For perioperative mechanical ventilation under general anesthesia, modern respirators aim at combining the benefits of pressure-controlled ventilation (PCV) and volume-controlled ventilation (VCV) in modes typically named “volume-guaranteed” or “volume-targeted” pressure-controlled ventilation (PCV-VG). This systematic review and meta-analysis tested the hypothesis that PCV-VG modes of ventilation could be beneficial in terms of improved airway pressures (Ppeak, Pplateau, Pmean), dynamic compliance (Cdyn), or arterial blood gases (PaO2, PaCO2) in adults undergoing elective surgery under general anesthesia.
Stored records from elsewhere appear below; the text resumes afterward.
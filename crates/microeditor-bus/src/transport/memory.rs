//! In-process transport pairing two buses over unbounded channels.

use futures::channel::mpsc::{self, UnboundedReceiver, UnboundedSender};
use serde_json::Value;

use super::Transport;
use crate::error::TransportError;

/// Sending half of an in-memory link.
#[derive(Debug, Clone)]
pub struct ChannelTransport {
    sender: UnboundedSender<Value>,
}

impl ChannelTransport {
    /// Whether the receiving side has gone away.
    #[must_use]
    pub fn is_closed(&self) -> bool {
        self.sender.is_closed()
    }

    /// Stops delivery; later sends fail with [`TransportError::Closed`].
    pub fn close(&self) {
        self.sender.close_channel();
    }
}

impl Transport for ChannelTransport {
    fn send(&self, value: Value) -> Result<(), TransportError> {
        self.sender.unbounded_send(value).map_err(|_| TransportError::Closed)
    }
}

/// One side of a [`duplex`] link.
#[derive(Debug)]
pub struct Endpoint {
    /// Sends to the opposite endpoint.
    pub transport: ChannelTransport,
    /// Values sent by the opposite endpoint.
    pub incoming: UnboundedReceiver<Value>,
}

impl Endpoint {
    /// Splits the endpoint into its halves.
    #[must_use]
    pub fn into_parts(self) -> (ChannelTransport, UnboundedReceiver<Value>) {
        (self.transport, self.incoming)
    }
}

/// Creates two connected endpoints.
///
/// Whatever one endpoint's transport sends arrives, in order, on the other
/// endpoint's `incoming` stream.
#[must_use]
pub fn duplex() -> (Endpoint, Endpoint) {
    let (left_tx, left_rx) = mpsc::unbounded();
    let (right_tx, right_rx) = mpsc::unbounded();
    (
        Endpoint {
            transport: ChannelTransport { sender: right_tx },
            incoming: left_rx,
        },
        Endpoint {
            transport: ChannelTransport { sender: left_tx },
            incoming: right_rx,
        },
    )
}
Three major medical electronic databases were searched with predefined search strategies and publications were systematically evaluated according to the Cochrane Review Methods. Continuous variables were tested for mean differences using the inverse variance method and 95% confidence intervals (CI) were calculated. Based on the assumption that intervention effects across studies were not identical, a random effects model was chosen. Assessment for heterogeneity was performed with the χ2 test and the I2 statistic. As primary endpoints, Ppeak, Pplateau, Pmean, Cdyn, PaO2, and PaCO2 were evaluated. Of the 725 publications identified, 17 finally met eligibility criteria, with a total of 929 patients recruited. Under supine two-lung ventilation, PCV-VG resulted in significantly reduced Ppeak (15 studies) and Pplateau (9 studies) as well as higher Cdyn (9 studies), compared with VCV [random effects models; Ppeak: CI −3.26 to −1.47; p < 0.001; I2 = 82%; Pplateau: −3.12 to −0.12; p = 0.03; I2 = 90%; Cdyn: CI 3.42 to 8.65; p < 0.001; I2 = 90%]. For one-lung ventilation (8 studies), PCV-VG allowed for significantly lower Ppeak and higher PaO2 compared with VCV. In Trendelenburg position (5 studies), this effect was significant for Ppeak only. This systematic review and meta-analysis demonstrates that volume-targeting, pressure-controlled ventilation modes may provide benefits with respect to the improved airway dynamics in two- and one-lung ventilation, and improved oxygenation in one-lung ventilation in adults undergoing elective surgery.